On October 5, the 12 Trans-Pacific Partnership (“TPP”) countries announced that they had resolved all remaining issues and reached a final agreement on the long-anticipated regional free-trade agreement. As King & Spalding reported earlier this week, if the United States ultimately passes legislation implementing the TPP, it will create an integrated regional economy accounting for 40 percent of global GDP.
TPP will have a vast impact on trade across many sectors, including important developments in the realms of intellectual property and information technology. Although the full text of the agreement has not yet been released, the United States Trade Representative (“USTR”) has issued a summary of the key components of the agreement.
The USTR summary states that the TPP chapter will “will make it easier for businesses to search, register, and protect IP rights in new markets.” The IP provisions of the TPP include:
- Standards for patents, based on the WTO’s TRIPS Agreement and international best practices;
- Trademark protections for brand names and signs;
- Safeguards for geographical indications;
- On the much-debated issue of pharmaceuticals, provisions that will “facilitate both the development of innovative, life-saving medicines and the availability of generic medicines, taking into account the time that various Parties may need to meet these standards;”

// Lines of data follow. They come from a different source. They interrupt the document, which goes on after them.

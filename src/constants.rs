//! Global constants used throughout the updater.
//!
//! Well-known remote keys, the local marker file name, and the default
//! timings. Defining them centrally keeps the boundary contract with the
//! publishing side in one place.

use std::time::Duration;

/// Remote key holding the published target version string.
pub const VERSION_KEY: &str = "software_update/version.txt";

/// Remote key holding the update archive.
pub const PATCH_KEY: &str = "software_update/patch.zip";

/// Prefix shared by every update key; used to narrow catalog listings.
pub const UPDATE_PREFIX: &str = "software_update/";

/// Name of the version marker file inside the install directory.
///
/// Its first line is the currently installed version.
pub const VERSION_MARKER_FILE: &str = "version.nrocinunerrad";

/// Signal sent to the companion process before the install directory is
/// overwritten.
pub const EXIT_SIGNAL: &str = "exit";

/// Default name of the companion process that must exit before extraction.
pub const DEFAULT_COMPANION_PROCESS: &str = "daemon_plus";

/// Default period between automatic checks (1 hour).
pub const DEFAULT_CHECK_INTERVAL_SECS: u64 = 3600;

/// Default delay between signalling the companion and extracting (1 second).
///
/// Gives the companion time to terminate and release file locks.
pub const DEFAULT_GRACE_DELAY_MS: u64 = 1000;

/// Default timeout applied to every catalog request (30 seconds).
pub const DEFAULT_REQUEST_TIMEOUT_SECS: u64 = 30;

/// Suffix used for archives while they are still being downloaded.
pub const PARTIAL_DOWNLOAD_SUFFIX: &str = "part";

/// Chunk size used when copying archives from a local catalog.
pub const COPY_CHUNK_SIZE: usize = 64 * 1024;

/// Environment variable overriding the configuration file location.
pub const CONFIG_PATH_ENV: &str = "KIOSK_UPDATER_CONFIG";

/// Environment variable disabling progress bars.
pub const NO_PROGRESS_ENV: &str = "KIOSK_UPDATER_NO_PROGRESS";

/// Default grace delay as a [`Duration`].
pub fn default_grace_delay() -> Duration {
    Duration::from_millis(DEFAULT_GRACE_DELAY_MS)
}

- Protections for undisclosed data used to seek marketing approval for chemical products;
- Provisions encouraging balanced copyright systems, and protections for works including songs, movies, books, and software;
- A requirement for establishing copyright safe harbors for Internet Service Providers; and
- Provisions for establishing strong enforcement systems, targeting especially trade secret misappropriation through cyber theft and other means.
The Information Technology/Communications provisions of the TPP include:
- Provisions to ensure pro-competitive network access for telecommunications providers, including commitments to regulatory transparency;
- Provisions to balance competitive policies with regulation, including an agreement that “if a Party chooses to regulate rates for wholesale international mobile roaming services, that Party shall permit operators from the TPP countries that do not regulate such rates the opportunity to also benefit from the lower rates;” and
- An Electronic Commerce chapter committed to the free flow of information subject to certain limitations to protect privacy and achieve other public policy goals. The chapter includes provisions that:
- Eliminate “data localization” requirements, which require companies to build data centers in the markets where they wish to operate;
- Prohibit TPP parties from favoring national producers of electronic transmission products;
- Promote paperless trading and electronic authorization;
- Commit parties to adopt and maintain consumer protection laws related to “fraudulent and deceptive commercial activities,” and measures “to stop unsolicited commercial electronic messages;”
- Promote cooperation to assist smaller businesses with accessing electronic commerce; and
- Encourage collaboration on cybersecurity.
Importantly, the TPP agreement will also cut tariffs on IT and communications products that the U.S. exports to TPP countries. The White House reports that these tariff cuts will be “as high as 35 percent.”
While news of the deal marks a breakthrough after more than five years of negotiations, many are withholding judgment until the full text of the deal is released. The Information Technology Industry Council, for instance, welcomed the news but stated: “[f]or the tech sector, the true test of the deal will be whether it is an agreement that will support jobs, drive sustainable growth, foster inclusive development, and promote 21st century innovation.” Senator Orrin Hatch (R- Utah) has stated that “[w]hile the details are still emerging, unfortunately I am afraid this deal appears to fall woefully short” of what Congress will require in order to pass the bill.